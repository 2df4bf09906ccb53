use crate::error::{Result, StoreError};
use crate::storage::KeyValueStore;
use rusqlite::{Connection, OptionalExtension};
use std::path::Path;
use std::sync::{Mutex, MutexGuard};

/// SQLite-backed key-value storage for store snapshots.
pub struct Database {
    pub conn: Mutex<Connection>,
}

impl Database {
    pub fn open(db_path: &Path) -> Result<Self> {
        if let Some(parent) = db_path.parent() {
            if !parent.as_os_str().is_empty() {
                std::fs::create_dir_all(parent)?;
            }
        }

        let conn = Connection::open(db_path)?;
        tracing::debug!(path = %db_path.display(), "Opened database");

        Ok(Database {
            conn: Mutex::new(conn),
        })
    }

    pub fn open_in_memory() -> Result<Self> {
        let conn = Connection::open_in_memory()?;
        Ok(Database {
            conn: Mutex::new(conn),
        })
    }

    pub fn initialize(&self) -> Result<()> {
        let conn = self.lock()?;

        conn.execute_batch(
            "
            -- One serialized document per store key
            CREATE TABLE IF NOT EXISTS kv_store (
                key TEXT PRIMARY KEY,
                value TEXT NOT NULL
            );
            ",
        )?;

        // Run migrations for existing databases (pass connection to avoid deadlock)
        Self::migrate_conn(&conn)?;

        Ok(())
    }

    fn migrate_conn(conn: &Connection) -> Result<()> {
        let columns: Vec<String> = conn
            .prepare("PRAGMA table_info(kv_store)")?
            .query_map([], |row| row.get::<_, String>(1))?
            .filter_map(|r| r.ok())
            .collect();

        if !columns.contains(&"updated_at".to_string()) {
            // SQLite rejects non-constant defaults in ALTER TABLE, so the column
            // starts NULL and every write stamps it explicitly.
            conn.execute("ALTER TABLE kv_store ADD COLUMN updated_at DATETIME", [])?;
        }

        Ok(())
    }

    fn lock(&self) -> Result<MutexGuard<'_, Connection>> {
        self.conn
            .lock()
            .map_err(|e| StoreError::LockPoisoned(e.to_string()))
    }
}

impl KeyValueStore for Database {
    fn get(&self, key: &str) -> Result<Option<String>> {
        let conn = self.lock()?;

        let value = conn
            .query_row("SELECT value FROM kv_store WHERE key = ?1", [key], |row| {
                row.get(0)
            })
            .optional()?;

        Ok(value)
    }

    fn set(&self, key: &str, value: &str) -> Result<()> {
        let conn = self.lock()?;

        conn.execute(
            "INSERT INTO kv_store (key, value, updated_at) VALUES (?1, ?2, CURRENT_TIMESTAMP)
             ON CONFLICT(key) DO UPDATE SET value = excluded.value, updated_at = excluded.updated_at",
            rusqlite::params![key, value],
        )?;

        Ok(())
    }

    fn remove(&self, key: &str) -> Result<()> {
        let conn = self.lock()?;

        conn.execute("DELETE FROM kv_store WHERE key = ?1", [key])?;

        Ok(())
    }
}

#[cfg(test)]
mod tests {
    use super::*;

    fn setup_test_db() -> Database {
        let db = Database::open_in_memory().expect("Failed to create in-memory database");
        db.initialize().expect("Failed to create schema");
        db
    }

    #[test]
    fn test_initialize_is_idempotent() {
        let db = setup_test_db();
        db.initialize().unwrap();

        let columns: Vec<String> = db
            .conn
            .lock()
            .unwrap()
            .prepare("PRAGMA table_info(kv_store)")
            .unwrap()
            .query_map([], |row| row.get::<_, String>(1))
            .unwrap()
            .filter_map(|r| r.ok())
            .collect();

        assert_eq!(columns, vec!["key", "value", "updated_at"]);
    }

    #[test]
    fn test_set_overwrites_existing_value() {
        let db = setup_test_db();

        db.set("employeeData", "{\"employees\":[]}").unwrap();
        db.set("employeeData", "{\"salaryPayments\":[]}").unwrap();

        assert_eq!(
            db.get("employeeData").unwrap().as_deref(),
            Some("{\"salaryPayments\":[]}")
        );

        let rows: i64 = db
            .conn
            .lock()
            .unwrap()
            .query_row("SELECT COUNT(*) FROM kv_store", [], |row| row.get(0))
            .unwrap();
        assert_eq!(rows, 1);
    }

    #[test]
    fn test_missing_key_reads_none() {
        let db = setup_test_db();
        assert_eq!(db.get("restaurantData").unwrap(), None);

        db.remove("restaurantData").unwrap();
        assert_eq!(db.get("restaurantData").unwrap(), None);
    }

    #[test]
    fn test_migrates_legacy_table_without_timestamp() {
        let db = Database::open_in_memory().unwrap();
        db.conn
            .lock()
            .unwrap()
            .execute_batch("CREATE TABLE kv_store (key TEXT PRIMARY KEY, value TEXT NOT NULL);")
            .unwrap();

        db.initialize().unwrap();
        db.set("restaurantData", "{}").unwrap();

        let stamped: Option<String> = db
            .conn
            .lock()
            .unwrap()
            .query_row(
                "SELECT updated_at FROM kv_store WHERE key = 'restaurantData'",
                [],
                |row| row.get(0),
            )
            .unwrap();
        assert!(stamped.is_some());
    }
}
__________
- [Task item]: Retype the listing in full, keeping every word as it appears.

- [Response for this exercise]:
repository 2df4bf09906ccb53
use crate::error::{Result, StoreError};
use crate::storage::KeyValueStore;
use rusqlite::{Connection, OptionalExtension};
use std::path::Path;
use std::sync::{Mutex, MutexGuard};

/// SQLite-backed key-value storage for store snapshots.
pub struct Database {
    pub conn: Mutex<Connection>,
}

impl Database {
    pub fn open(db_path: &Path) -> Result<Self> {
        if let Some(parent) = db_path.parent() {
            if !parent.as_os_str().is_empty() {
                std::fs::create_dir_all(parent)?;
            }
        }

        let conn = Connection::open(db_path)?;
        tracing::debug!(path = %db_path.display(), "Opened database");

        Ok(Database {
            conn: Mutex::new(conn),
        })
    }

    pub fn open_in_memory() -> Result<Self> {
        let conn = Connection::open_in_memory()?;
        Ok(Database {
            conn: Mutex::new(conn),
        })
    }

    pub fn initialize(&self) -> Result<()> {
        let conn = self.lock()?;

        conn.execute_batch(
            "
            -- One serialized document per store key
            CREATE TABLE IF NOT EXISTS kv_store (
                key TEXT PRIMARY KEY,
                value TEXT NOT NULL
            );
            ",
        )?;

        // Run migrations for existing databases (pass connection to avoid deadlock)
        Self::migrate_conn(&conn)?;

        Ok(())
    }

    fn migrate_conn(conn: &Connection) -> Result<()> {
        let columns: Vec<String> = conn
            .prepare("PRAGMA table_info(kv_store)")?
            .query_map([], |row| row.get::<_, String>(1))?
            .filter_map(|r| r.ok())
            .collect();

        if !columns.contains(&"updated_at".to_string()) {
            // SQLite rejects non-constant defaults in ALTER TABLE, so the column
            // starts NULL and every write stamps it explicitly.
            conn.execute("ALTER TABLE kv_store ADD COLUMN updated_at DATETIME", [])?;
        }

        Ok(())
    }

    fn lock(&self) -> Result<MutexGuard<'_, Connection>> {
        self.conn
            .lock()
            .map_err(|e| StoreError::LockPoisoned(e.to_string()))
    }
}

impl KeyValueStore for Database {
    fn get(&self, key: &str) -> Result<Option<String>> {
        let conn = self.lock()?;

        let value = conn
            .query_row("SELECT value FROM kv_store WHERE key = ?1", [key], |row| {
                row.get(0)
            })
            .optional()?;

        Ok(value)
    }

    fn set(&self, key: &str, value: &str) -> Result<()> {
        let conn = self.lock()?;

        conn.execute(
            "INSERT INTO kv_store (key, value, updated_at) VALUES (?1, ?2, CURRENT_TIMESTAMP)
             ON CONFLICT(key) DO UPDATE SET value = excluded.value, updated_at = excluded.updated_at",
            rusqlite::params![key, value],
        )?;

        Ok(())
    }

    fn remove(&self, key: &str) -> Result<()> {
        let conn = self.lock()?;

        conn.execute("DELETE FROM kv_store WHERE key = ?1", [key])?;

        Ok(())
    }
}

#[cfg(test)]
mod tests {
    use super::*;

    fn setup_test_db() -> Database {
        let db = Database::open_in_memory().expect("Failed to create in-memory database");
        db.initialize().expect("Failed to create schema");
        db
    }

    #[test]
    fn test_initialize_is_idempotent() {
        let db = setup_test_db();
        db.initialize().unwrap();

        let columns: Vec<String> = db
            .conn
            .lock()
            .unwrap()
            .prepare("PRAGMA table_info(kv_store)")
            .unwrap()
            .query_map([], |row| row.get::<_, String>(1))
            .unwrap()
            .filter_map(|r| r.ok())
            .collect();

        assert_eq!(columns, vec!["key", "value", "updated_at"]);
    }

    #[test]
    fn test_set_overwrites_existing_value() {
        let db = setup_test_db();

        db.set("employeeData", "{\"employees\":[]}").unwrap();
        db.set("employeeData", "{\"salaryPayments\":[]}").unwrap();

        assert_eq!(
            db.get("employeeData").unwrap().as_deref(),
            Some("{\"salaryPayments\":[]}")
        );

        let rows: i64 = db
            .conn
            .lock()
            .unwrap()
            .query_row("SELECT COUNT(*) FROM kv_store", [], |row| row.get(0))
            .unwrap();
        assert_eq!(rows, 1);
    }

    #[test]
    fn test_missing_key_reads_none() {
        let db = setup_test_db();
        assert_eq!(db.get("restaurantData").unwrap(), None);

        db.remove("restaurantData").unwrap();
        assert_eq!(db.get("restaurantData").unwrap(), None);
    }

    #[test]
    fn test_migrates_legacy_table_without_timestamp() {
        let db = Database::open_in_memory().unwrap();
        db.conn
            .lock()
            .unwrap()
            .execute_batch("CREATE TABLE kv_store (key TEXT PRIMARY KEY, value TEXT NOT NULL);")
            .unwrap();

        db.initialize().unwrap();
        db.set("restaurantData", "{}").unwrap();

        let stamped: Option<String> = db
            .conn
            .lock()
            .unwrap()
            .query_row(
                "SELECT updated_at FROM kv_store WHERE key = 'restaurantData'",
                [],
                |row| row.get(0),
            )
            .unwrap();
        assert!(stamped.is_some());
    }
}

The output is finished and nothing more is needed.